Start of Block

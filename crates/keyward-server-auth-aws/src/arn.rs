// Copyright (c) 2025 Geoffrey Huntley <ghuntley@ghuntley.com>. All rights reserved.
// SPDX-License-Identifier: Proprietary

//! IAM principal ARNs and their canonical form.
//!
//! Bindings compare principals by canonical ARN, which drops the IAM path and
//! maps an STS assumed-role session back to the role it was assumed from.

use keyward_server_auth::{AuthError, AuthResult};
use std::fmt;

#[derive(Debug, Clone, Copy, PartialEq, Eq)]
pub enum EntityType {
	User,
	Role,
	AssumedRole,
	InstanceProfile,
}

impl EntityType {
	fn parse(value: &str) -> Option<Self> {
		match value {
			"user" => Some(Self::User),
			"role" => Some(Self::Role),
			"assumed-role" => Some(Self::AssumedRole),
			"instance-profile" => Some(Self::InstanceProfile),
			_ => None,
		}
	}

	pub fn as_str(&self) -> &'static str {
		match self {
			Self::User => "user",
			Self::Role => "role",
			Self::AssumedRole => "assumed-role",
			Self::InstanceProfile => "instance-profile",
		}
	}
}

/// A parsed IAM or STS principal ARN.
#[derive(Debug, Clone, PartialEq, Eq)]
pub struct IamEntity {
	pub partition: String,
	pub account_number: String,
	pub entity_type: EntityType,
	pub path: String,
	pub friendly_name: String,
	pub session_info: String,
}

impl IamEntity {
	pub fn parse(arn: &str) -> AuthResult<Self> {
		let invalid = || AuthError::bad_request(format!("unrecognized arn {arn:?}"));

		let parts: Vec<&str> = arn.split(':').collect();
		if parts.len() != 6 || parts[0] != "arn" {
			return Err(invalid());
		}
		let (partition, service, account) = (parts[1], parts[2], parts[4]);
		if partition.is_empty() || account.is_empty() {
			return Err(invalid());
		}

		let resource: Vec<&str> = parts[5].split('/').collect();
		if resource.len() < 2 {
			return Err(invalid());
		}
		let entity_type = EntityType::parse(resource[0]).ok_or_else(invalid)?;

		let (path, friendly_name, session_info) = match (service, entity_type) {
			("sts", EntityType::AssumedRole) => {
				if resource.len() != 3 {
					return Err(invalid());
				}
				(String::new(), resource[1], resource[2].to_string())
			}
			("iam", EntityType::User | EntityType::Role | EntityType::InstanceProfile) => {
				let last = resource.len() - 1;
				(resource[1..last].join("/"), resource[last], String::new())
			}
			_ => return Err(invalid()),
		};
		if friendly_name.is_empty() {
			return Err(invalid());
		}

		Ok(Self {
			partition: partition.to_string(),
			account_number: account.to_string(),
			entity_type,
			path,
			friendly_name: friendly_name.to_string(),
			session_info,
		})
	}

	/// `arn:<partition>:iam::<account>:<type>/<name>`, with assumed roles
	/// reported as the underlying role.
	pub fn canonical_arn(&self) -> String {
		let entity_type = match self.entity_type {
			EntityType::AssumedRole => EntityType::Role,
			other => other,
		};
		format!(
			"arn:{}:iam::{}:{}/{}",
			self.partition,
			self.account_number,
			entity_type.as_str(),
			self.friendly_name
		)
	}
}

impl fmt::Display for IamEntity {
	fn fmt(&self, f: &mut fmt::Formatter<'_>) -> fmt::Result {
		f.write_str(&self.canonical_arn())
	}
}

/// Canonicalize an ARN supplied as a role binding.
pub fn canonicalize(arn: &str) -> AuthResult<String> {
	IamEntity::parse(arn).map(|e| e.canonical_arn())
}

End of Block

_TASK ITEM:_ Up to and including the line with "IAM path and", print every line of the records from the start.

_SOLVED PROBLEM:_
filename crates/keyward-server-auth-aws/src/arn.rs
// Copyright (c) 2025 Geoffrey Huntley <ghuntley@ghuntley.com>. All rights reserved.
// SPDX-License-Identifier: Proprietary

//! IAM principal ARNs and their canonical form.
//!
//! Bindings compare principals by canonical ARN, which drops the IAM path and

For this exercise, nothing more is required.